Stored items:
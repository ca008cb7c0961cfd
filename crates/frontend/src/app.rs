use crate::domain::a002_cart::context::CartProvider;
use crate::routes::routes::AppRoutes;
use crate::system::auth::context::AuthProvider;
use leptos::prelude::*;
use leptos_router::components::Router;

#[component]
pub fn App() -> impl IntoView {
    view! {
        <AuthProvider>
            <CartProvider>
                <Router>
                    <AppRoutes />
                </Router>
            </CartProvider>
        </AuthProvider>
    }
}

▶ **What to work on**
The response has to match the data exactly, line for line.

▶ **Task output**
repository ca008cb7c0961cfd
filename crates/frontend/src/app.rs
use crate::domain::a002_cart::context::CartProvider;
use crate::routes::routes::AppRoutes;
use crate::system::auth::context::AuthProvider;
use leptos::prelude::*;
use leptos_router::components::Router;

#[component]
pub fn App() -> impl IntoView {
    view! {
        <AuthProvider>
            <CartProvider>
                <Router>
                    <AppRoutes />
                </Router>
            </CartProvider>
        </AuthProvider>
    }
}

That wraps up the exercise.